Somatic Signals in Attachment Patterns
By Daniel Vose
Your Body is your Unconscious:
Imagine sitting with someone whose words sound calm and reasonable, yet the air in the room feels strangely tight. Their breath is shallow, their shoulders are drawn up, their eyes slide away. Something does not match.
Our bodies often tell the story that words leave out. This idea is rooted in Antonio Damasio’s Somatic Marker Hypothesis. In his 1996 paper, Damasio proposed that decisions are not made by logic alone. Bodily sensations and emotional gut feelings act as markers that rapidly signal what feels safe, dangerous, rewarding, or threatening based on past experience.

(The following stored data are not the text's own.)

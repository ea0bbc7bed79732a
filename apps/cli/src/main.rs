//! assetenrich CLI: concurrent warranty lookup for inventory spreadsheets.
//!
//! Reads asset ids and serial numbers from a CSV export, looks up each
//! warranty expiration date with a pool of workers, and writes a JSON
//! checkpoint plus a CSV report.

mod commands;

use clap::Parser;
use color_eyre::eyre::Result;

use commands::Cli;

#[tokio::main]
async fn main() -> Result<()> {
    color_eyre::install()?;
    let cli = Cli::parse();
    commands::init_tracing(&cli);
    commands::run(cli).await
}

In the context of attachment, these somatic markers are the physical traces left by our earliest relationships. When a child reaches for connection and is met with warmth and responsiveness, the body learns to associate reaching with safety. When that reach is ignored, rejected, or met with fear, the body may learn to brace, withdraw, or become chaotic. Years later, in a therapy room, these patterns can appear in how someone breathes, looks at (or avoids looking at) another person, holds their muscles, and fills the relational space with a particular felt sense.
Attachment Field Tells (Quick Map)
These are generalities and are not always true at all. Look for patterns across channels, and stay curious when the signals do not match.
| Attachment State | The Breath | The Gaze | Muscular Tone | The “Vibe” | Secure Cue |
|---|---|---|---|---|---|
| Secure | Deep, diaphragmatic; rhythmic and easy. | Soft, “gleam-beaming,” able to hold and break contact comfortably. | Balanced; relaxed alertness. Fluid movements. | Grounded, warm, present. You feel like you can exhale. | Keep a steady pace. Reflect and stay relational. Invite choice and collaboration. |
| Avoidant | Can look like secure but often more frozen, held in the upper chest; “minimized” breathing. Not fully embodied but can be. Suppression of attachment system doesn't always translate to breath. | Averted, looking at objects instead of eyes; “glassy” or distant. | “Body armor.” Rigidity in shoulders/neck; disconnected from lower body. | Cool, distant, or self sufficient. You might feel sleepy or bored. | Reduce demand. Widen space. Offer choice and autonomy. Stay steady and non intrusive. |
| Ambivalent / Anxious | Rapid, breathless, or “jagged” inhalations. | Seeking and intense; “velcro” eyes that struggle to let go. | Fidgety; high energy in limbs (tapping, moving). | Buzzing, anxious, urgent. You might feel rushed or crowded. | Slow the tempo. Add structure and clarity. Offer steady reassurance without chasing urgency. |
| Disorganized | Erratic; may switch between gasping and total apnea (holding). | Vacant, trance-like, or frightened eyes; sudden shifts in focus. | Asymmetrical; sudden collapses or frozen “statue-like” states. | Fragmented or stormy. You may feel a sudden jolt of fear or confusion. | Simplify. Increase predictability. Orient to the room. Work in small steps and give permission to pause. |
Important Disclaimers
These descriptions are observational patterns, not diagnostic labels.
People often show a mixture of patterns in the same session.
Signals can shift moment to moment as safety and trust change.
Cultural background, neurodiversity, trauma history, physical health, and current stress level all influence how these cues appear.
When cues conflict, slow down and prioritize safety and predictability.
Always check in verbally with the client about their experience. The body gives important information, and the client’s own words and self observation remain essential.
Use this sheet to increase curiosity and attunement, never to categorize or label someone permanently.
Remember these are generalities, do not hold them as truth but rather use them to look for patterns.
Reminder: The Body Doesn’t Lie
When the words say “I’m fine” but the breath is held and the shoulders are near the ears, trust the body. That somatic marker is telling you how safe (or unsafe) the nervous system feels in the moment. Our job is to notice these signals and offer the secure relational cue, the medicine, that helps the system settle.
Attachment Language and Synchrony
Each attachment strategy comes with its own language. Avoidant states often need more space, less pressure, and more choice. Anxious or preoccupied states often need steadiness, clear structure, and reassurance that does not escalate urgency. Disorganized states often need simplicity, predictability, and careful pacing.
When you recognize the language the person is in, you can match it. You meet them where they are, entrain with their tempo, and synchronize enough that your nervous system becomes a reliable reference point. From there, you can shepherd the system toward secure functioning, step by step, without forcing it.
Quick Tips for Using This Sheet in Session
Scan early: Notice breath, gaze, tone, posture, and vibe during greeting, history taking, or when emotion enters the room.
Stay curious: Use what you see to guide gentle questions (“I notice your breath seems a little quick. What’s that like for you right now?”).
Match the moment: Different patterns often call for different pacing and interventions.
Track your body too: Your countertransference reactions are also information (see the Counter-Transference Compass).
Revisit often: Attachment signals are not static. They can change several times within a single session as co regulation happens.